** Your task **
Everything in the records below should be set down again, word for word.

Start of Block

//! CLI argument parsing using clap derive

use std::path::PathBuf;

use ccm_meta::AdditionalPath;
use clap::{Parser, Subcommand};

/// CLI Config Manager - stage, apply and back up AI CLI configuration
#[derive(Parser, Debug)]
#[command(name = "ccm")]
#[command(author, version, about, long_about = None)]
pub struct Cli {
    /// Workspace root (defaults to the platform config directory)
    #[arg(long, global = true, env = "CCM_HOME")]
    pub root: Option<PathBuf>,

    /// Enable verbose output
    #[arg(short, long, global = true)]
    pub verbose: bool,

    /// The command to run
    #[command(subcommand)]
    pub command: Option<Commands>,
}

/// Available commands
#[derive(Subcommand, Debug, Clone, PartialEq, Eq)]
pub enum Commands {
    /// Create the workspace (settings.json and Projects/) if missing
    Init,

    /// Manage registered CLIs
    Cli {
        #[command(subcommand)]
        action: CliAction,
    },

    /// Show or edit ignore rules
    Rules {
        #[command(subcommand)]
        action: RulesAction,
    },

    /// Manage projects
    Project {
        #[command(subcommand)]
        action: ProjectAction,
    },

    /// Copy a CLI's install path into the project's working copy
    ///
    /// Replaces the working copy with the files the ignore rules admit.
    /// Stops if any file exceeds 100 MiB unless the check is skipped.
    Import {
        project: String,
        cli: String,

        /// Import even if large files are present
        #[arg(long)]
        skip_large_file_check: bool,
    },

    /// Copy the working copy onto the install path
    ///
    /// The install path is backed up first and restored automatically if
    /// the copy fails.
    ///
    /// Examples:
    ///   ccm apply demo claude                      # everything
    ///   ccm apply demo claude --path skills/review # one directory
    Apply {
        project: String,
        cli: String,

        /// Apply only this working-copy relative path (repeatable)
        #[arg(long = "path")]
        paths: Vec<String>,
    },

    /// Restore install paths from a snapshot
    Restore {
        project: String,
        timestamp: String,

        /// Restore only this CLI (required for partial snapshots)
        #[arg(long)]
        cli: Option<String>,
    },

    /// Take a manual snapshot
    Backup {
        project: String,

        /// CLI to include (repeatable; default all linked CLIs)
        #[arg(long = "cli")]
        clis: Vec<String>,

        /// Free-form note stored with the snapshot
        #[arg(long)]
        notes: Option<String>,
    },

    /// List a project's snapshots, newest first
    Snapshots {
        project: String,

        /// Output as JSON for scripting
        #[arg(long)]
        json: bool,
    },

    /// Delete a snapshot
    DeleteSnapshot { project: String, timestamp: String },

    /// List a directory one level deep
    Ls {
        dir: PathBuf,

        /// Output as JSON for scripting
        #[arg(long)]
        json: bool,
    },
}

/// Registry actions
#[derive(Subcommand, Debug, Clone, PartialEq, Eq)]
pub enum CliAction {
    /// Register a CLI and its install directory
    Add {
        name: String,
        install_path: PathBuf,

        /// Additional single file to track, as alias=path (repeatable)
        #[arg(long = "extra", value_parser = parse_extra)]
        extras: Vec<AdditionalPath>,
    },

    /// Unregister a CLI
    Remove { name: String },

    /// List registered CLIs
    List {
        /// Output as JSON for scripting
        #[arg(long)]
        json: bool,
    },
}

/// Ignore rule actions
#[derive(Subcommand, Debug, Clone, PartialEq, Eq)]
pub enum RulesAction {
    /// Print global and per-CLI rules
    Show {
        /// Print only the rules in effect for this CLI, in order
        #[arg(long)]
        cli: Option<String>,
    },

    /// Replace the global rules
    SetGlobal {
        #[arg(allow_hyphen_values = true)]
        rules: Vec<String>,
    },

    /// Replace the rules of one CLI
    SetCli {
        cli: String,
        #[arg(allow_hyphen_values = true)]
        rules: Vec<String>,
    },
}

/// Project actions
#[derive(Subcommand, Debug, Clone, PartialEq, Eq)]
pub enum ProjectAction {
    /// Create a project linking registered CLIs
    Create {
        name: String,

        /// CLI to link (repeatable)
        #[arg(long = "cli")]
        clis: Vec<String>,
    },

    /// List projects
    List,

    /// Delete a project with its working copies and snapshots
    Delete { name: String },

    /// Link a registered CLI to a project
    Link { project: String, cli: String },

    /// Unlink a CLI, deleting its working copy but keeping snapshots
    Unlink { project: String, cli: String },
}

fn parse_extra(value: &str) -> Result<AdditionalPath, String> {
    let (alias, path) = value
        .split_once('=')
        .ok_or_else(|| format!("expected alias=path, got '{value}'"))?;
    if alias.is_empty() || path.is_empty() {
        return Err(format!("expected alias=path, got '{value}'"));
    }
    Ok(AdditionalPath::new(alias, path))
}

End of Block

** Exercise output **
//! CLI argument parsing using clap derive

use std::path::PathBuf;

use ccm_meta::AdditionalPath;
use clap::{Parser, Subcommand};

/// CLI Config Manager - stage, apply and back up AI CLI configuration
#[derive(Parser, Debug)]
#[command(name = "ccm")]
#[command(author, version, about, long_about = None)]
pub struct Cli {
    /// Workspace root (defaults to the platform config directory)
    #[arg(long, global = true, env = "CCM_HOME")]
    pub root: Option<PathBuf>,

    /// Enable verbose output
    #[arg(short, long, global = true)]
    pub verbose: bool,

    /// The command to run
    #[command(subcommand)]
    pub command: Option<Commands>,
}

/// Available commands
#[derive(Subcommand, Debug, Clone, PartialEq, Eq)]
pub enum Commands {
    /// Create the workspace (settings.json and Projects/) if missing
    Init,

    /// Manage registered CLIs
    Cli {
        #[command(subcommand)]
        action: CliAction,
    },

    /// Show or edit ignore rules
    Rules {
        #[command(subcommand)]
        action: RulesAction,
    },

    /// Manage projects
    Project {
        #[command(subcommand)]
        action: ProjectAction,
    },

    /// Copy a CLI's install path into the project's working copy
    ///
    /// Replaces the working copy with the files the ignore rules admit.
    /// Stops if any file exceeds 100 MiB unless the check is skipped.
    Import {
        project: String,
        cli: String,

        /// Import even if large files are present
        #[arg(long)]
        skip_large_file_check: bool,
    },

    /// Copy the working copy onto the install path
    ///
    /// The install path is backed up first and restored automatically if
    /// the copy fails.
    ///
    /// Examples:
    ///   ccm apply demo claude                      # everything
    ///   ccm apply demo claude --path skills/review # one directory
    Apply {
        project: String,
        cli: String,

        /// Apply only this working-copy relative path (repeatable)
        #[arg(long = "path")]
        paths: Vec<String>,
    },

    /// Restore install paths from a snapshot
    Restore {
        project: String,
        timestamp: String,

        /// Restore only this CLI (required for partial snapshots)
        #[arg(long)]
        cli: Option<String>,
    },

    /// Take a manual snapshot
    Backup {
        project: String,

        /// CLI to include (repeatable; default all linked CLIs)
        #[arg(long = "cli")]
        clis: Vec<String>,

        /// Free-form note stored with the snapshot
        #[arg(long)]
        notes: Option<String>,
    },

    /// List a project's snapshots, newest first
    Snapshots {
        project: String,

        /// Output as JSON for scripting
        #[arg(long)]
        json: bool,
    },

    /// Delete a snapshot
    DeleteSnapshot { project: String, timestamp: String },

    /// List a directory one level deep
    Ls {
        dir: PathBuf,

        /// Output as JSON for scripting
        #[arg(long)]
        json: bool,
    },
}

/// Registry actions
#[derive(Subcommand, Debug, Clone, PartialEq, Eq)]
pub enum CliAction {
    /// Register a CLI and its install directory
    Add {
        name: String,
        install_path: PathBuf,

        /// Additional single file to track, as alias=path (repeatable)
        #[arg(long = "extra", value_parser = parse_extra)]
        extras: Vec<AdditionalPath>,
    },

    /// Unregister a CLI
    Remove { name: String },

    /// List registered CLIs
    List {
        /// Output as JSON for scripting
        #[arg(long)]
        json: bool,
    },
}

/// Ignore rule actions
#[derive(Subcommand, Debug, Clone, PartialEq, Eq)]
pub enum RulesAction {
    /// Print global and per-CLI rules
    Show {
        /// Print only the rules in effect for this CLI, in order
        #[arg(long)]
        cli: Option<String>,
    },

    /// Replace the global rules
    SetGlobal {
        #[arg(allow_hyphen_values = true)]
        rules: Vec<String>,
    },

    /// Replace the rules of one CLI
    SetCli {
        cli: String,
        #[arg(allow_hyphen_values = true)]
        rules: Vec<String>,
    },
}

/// Project actions
#[derive(Subcommand, Debug, Clone, PartialEq, Eq)]
pub enum ProjectAction {
    /// Create a project linking registered CLIs
    Create {
        name: String,

        /// CLI to link (repeatable)
        #[arg(long = "cli")]
        clis: Vec<String>,
    },

    /// List projects
    List,

    /// Delete a project with its working copies and snapshots
    Delete { name: String },

    /// Link a registered CLI to a project
    Link { project: String, cli: String },

    /// Unlink a CLI, deleting its working copy but keeping snapshots
    Unlink { project: String, cli: String },
}

fn parse_extra(value: &str) -> Result<AdditionalPath, String> {
    let (alias, path) = value
        .split_once('=')
        .ok_or_else(|| format!("expected alias=path, got '{value}'"))?;
    if alias.is_empty() || path.is_empty() {
        return Err(format!("expected alias=path, got '{value}'"));
    }
    Ok(AdditionalPath::new(alias, path))
}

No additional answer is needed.